Background: The healthcare workforce of Saudi Arabia is characterized by diverse cultural backgrounds as a consequence of the employment of expatriate workers from various countries. The heterogeneity of both providers of health services and clients results in cultural barriers that affect the delivery care. It is paramount to evaluate the cultural competence of healthcare providers (HCPs) to maintain quality holistic care.

Purpose: This study aimed to assess the cultural diversity experience, cultural competence behavior (CCB) and cultural awareness and sensitivity (CAS) of HCPs in a hospital setting of Saudi Arabia.

Methods: This was a cross-sectional study involving a survey of 104 HCPs from medical, nursing and laboratory technology disciplines that were taken based on a total sampling procedure. Data collection was conducted using the Cultural Competence Assessment (CCA) tool that measured cultural diversity experience, CCB, and CAS. Data analysis was performed and presented in descriptive statistics, and significant findings were computed using independent samples t-test, analysis of variance (ANOVA), and Pearson correlation coefficient.

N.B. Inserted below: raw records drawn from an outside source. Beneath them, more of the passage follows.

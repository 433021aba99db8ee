//! Client error handling
//!
//! One error type for everything that can go wrong while talking to the
//! external catalog APIs or preparing a request for them.

use fitfuel_shared::DomainError;
use reqwest::StatusCode;
use thiserror::Error;

/// External service a request was sent to
#[derive(Debug, Clone, Copy, PartialEq, Eq)]
pub enum Service {
    ExerciseDb,
    Spoonacular,
    YouTube,
}

impl std::fmt::Display for Service {
    fn fmt(&self, f: &mut std::fmt::Formatter<'_>) -> std::fmt::Result {
        let name = match self {
            Service::ExerciseDb => "ExerciseDB",
            Service::Spoonacular => "Spoonacular",
            Service::YouTube => "YouTube",
        };
        f.write_str(name)
    }
}

/// Client error type
#[derive(Error, Debug)]
pub enum ClientError {
    #[error("HTTP request failed: {0}")]
    Http(#[from] reqwest::Error),

    #[error("{service} returned HTTP {status}: {body}")]
    Status {
        service: Service,
        status: StatusCode,
        body: String,
    },

    #[error("Failed to decode {service} response: {message}")]
    Decode { service: Service, message: String },

    #[error("Missing API key for {0}")]
    MissingApiKey(Service),

    #[error("Not found: {0}")]
    NotFound(String),

    #[error(transparent)]
    Domain(#[from] DomainError),

    #[error("Configuration error: {0}")]
    Config(#[from] config::ConfigError),
}

impl ClientError {
    /// Whether the failure came from the remote side rather than local input
    pub fn is_remote(&self) -> bool {
        matches!(
            self,
            ClientError::Http(_) | ClientError::Status { .. } | ClientError::Decode { .. }
        )
    }
}

/// Result type alias for client operations
pub type ClientResult<T> = Result<T, ClientError>;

Results: The characteristics of the respondents resulted in mean age of 38.7±10.4 who were predominantly Asians and nurses. The majority had working experience of 10 years and below, with more than half who had prior diversity training. Reported cultural diversity experience included all HCPs caring for Arab Middle Easterners and Asians and encountering at least one or more special population groups. There was an overall high cultural competence (5.28±0.46), high CCB (5.84±0.56) but only moderately high CAS (4.72±0.35). Significant differences were only identified between CCB scores and three demographic variables (racial/ethnic identification, the area of discipline and years of experience). No significant result was found between CAS scores and demographic variables as well as between CCB and CAS scores.          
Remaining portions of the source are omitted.